Various versions of the iMac G3 used the PowerPC 750, 750CX, and 750CXe. The RAD750 comes in two versions: "rad-tolerant" and "rad-hardened". According to a quote in this question, InSight used the rad-hardened version.

BAE (the manufacturer of the RAD750) says very little about how their products are radiation-hardened, but does like to tout that they are hardened.

Confirmed differences:

  • The size of the RAD750 die (130 mm2) is about twice the size of the PPC750 (67 mm2) and about three times the size of the 750CX/CXe (42.7 mm2). (Wikipedia)
  • There are notably more (but not quite double) transistors in the RAD750 (10.4 million) than in the PPC750 (6.35 million). The PPC750CX/CXe has 20 million transistors, which is accounted by the on-chip L2 cache. (Wikipedia)
  • There is some differences in the size of the fabrication process.
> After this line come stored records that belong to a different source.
//! Per-document word map.
//!
//! A fixed-size chained hash table from case-folded words to the ordered list
//! of positions where the word occurs. Keys are hashed with djb2 over their
//! ASCII-lowercased bytes and compared case-insensitively, so `"The"` and
//! `"the"` land on the same entry. The bucket array is allocated once and never
//! resized; there is no removal.

use crate::error::{DocSearchError, Result};
use crate::query::Hit;
use crate::util::ascii::{eq_ignore_case, fold_case};

/// Default number of buckets per word map.
pub const DEFAULT_NUM_BUCKETS: usize = 10_000;

/// djb2 over ASCII-lowercased bytes: `hash = hash * 33 + lower(c)`, seeded at 5381.
///
/// # Examples
///
/// ```
/// use docsearch::index::word_map::djb2;
///
/// assert_eq!(djb2(""), 5381);
/// assert_eq!(djb2("Cat"), djb2("cAT"));
/// ```
pub fn djb2(key: &str) -> u64 {
    key.bytes().fold(5381u64, |hash, byte| {
        hash.wrapping_mul(33)
            .wrapping_add(u64::from(byte.to_ascii_lowercase()))
    })
}

#[derive(Debug, Clone)]
struct Entry {
    key: String,
    hits: Vec<Hit>,
}

/// Case-insensitive map from word to its hits within one document.
#[derive(Debug, Clone)]
pub struct WordMap {
    buckets: Vec<Vec<Entry>>,
    len: usize,
}

impl WordMap {
    /// Create a map with `num_buckets` buckets.
    ///
    /// Fails with [`DocSearchError::InvalidConfig`] for zero buckets and with
    /// [`DocSearchError::ResourceExhausted`] if the bucket array cannot be
    /// allocated.
    pub fn new(num_buckets: usize) -> Result<Self> {
        if num_buckets == 0 {
            return Err(DocSearchError::invalid_config(
                "word map needs at least one bucket",
            ));
        }

        let mut buckets = Vec::new();
        buckets
            .try_reserve_exact(num_buckets)
            .map_err(|e| DocSearchError::allocation("word map buckets", e))?;
        buckets.resize_with(num_buckets, Vec::new);

        Ok(WordMap { buckets, len: 0 })
    }

    fn bucket_of(&self, key: &str) -> usize {
        (djb2(key) % self.buckets.len() as u64) as usize
    }

    fn entry(&self, key: &str) -> Option<&Entry> {
        self.buckets[self.bucket_of(key)]
            .iter()
            .find(|entry| eq_ignore_case(&entry.key, key))
    }

    /// Append `hit` to the hits of `key`, creating the entry on first use.
    ///
    /// Hits keep insertion order, so inserting positions left to right keeps
    /// every list ascending.
    pub fn put(&mut self, key: &str, hit: Hit) {
        let bucket = self.bucket_of(key);
        let chain = &mut self.buckets[bucket];

        match chain.iter_mut().find(|entry| eq_ignore_case(&entry.key, key)) {
            Some(entry) => entry.hits.push(hit),
            None => {
                chain.push(Entry {
                    key: fold_case(key),
                    hits: vec![hit],
                });
                self.len += 1;
            }
        }
    }

    /// The hits recorded for `key`, in insertion order.
    pub fn get(&self, key: &str) -> Option<&[Hit]> {
        self.entry(key).map(|entry| entry.hits.as_slice())
    }

    /// Whether `key` has been put at least once.
    pub fn has(&self, key: &str) -> bool {
        self.entry(key).is_some()
    }

    /// Number of distinct keys.
    pub fn len(&self) -> usize {
        self.len
    }

    /// Whether the map holds no keys.
    pub fn is_empty(&self) -> bool {
        self.len == 0
    }

    /// The fixed bucket count.
    pub fn num_buckets(&self) -> usize {
        self.buckets.len()
    }

    /// All keys in bucket order (folded form).
    pub fn keys(&self) -> impl Iterator<Item = &str> {
        self.buckets
            .iter()
            .flat_map(|chain| chain.iter().map(|entry| entry.key.as_str()))
    }
}
//! # docsearch
//!
//! A small in-memory document search engine.
//!
//! ## Features
//!
//! - Case-insensitive single-word lookup over per-document word maps
//! - Phrase queries matched by position alignment
//! - Prefix autocomplete from a trie shared by the whole corpus
//! - Lazy result cursors that hand out content, length and hits on demand
//!
//! ## Example
//!
//! ```
//! use docsearch::prelude::*;
//!
//! let mut corpus = Corpus::new();
//! corpus.add_text("a", "the cat sat").unwrap();
//! corpus.add_text("b", "the dog sat").unwrap();
//!
//! let mut cursor = corpus.find("sat").unwrap().unwrap();
//! let mut found = Vec::new();
//! while cursor.get_content().is_some() {
//!     cursor.get_content_length();
//!     while let Some(hit) = cursor.next_hit() {
//!         found.push(hit.location);
//!     }
//! }
//! assert_eq!(found, vec![2, 2]);
//! ```

pub mod analysis;
pub mod cli;
pub mod config;
pub mod error;
pub mod index;
pub mod query;
pub mod util;

pub mod prelude {
    pub use crate::analysis::TokenizerKind;
    pub use crate::config::CorpusConfig;
    pub use crate::error::{DocSearchError, Result};
    pub use crate::index::{Corpus, CorpusStats, SharedCorpus};
    pub use crate::query::{Hit, ResultCursor, VisitState};
}

// Version information
pub const VERSION: &str = env!("CARGO_PKG_VERSION");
The PPC750 was 250 nm, the 750CX and 750CXe were 180 nm (Wikipedia), the rad-tolerant RAD750 is 250 nm, and the rad-hardened is 150 nm (manufacturer sales sheet).
  • Some special fabrication steps (from the PPC750 and from earlier BAE products) were eliminated for the RAD750, to help BAE contract out the fabrication to other companies. It has nothing to do with radiation, but is a difference between the processors. (article by Berger et. al.)
  • Each circuit in IBM's original design was replaced by one with better radiation tolerance. Most of the new circuits were from Lockheed-Martin's 250 nm ASIC library, but many complex functions (32 bit incrementers, comparators, and rotators) had to be designed especially for the RAD750. Each circuit had the same function as the original IBM version, but was radiation-tolerant. (Berger)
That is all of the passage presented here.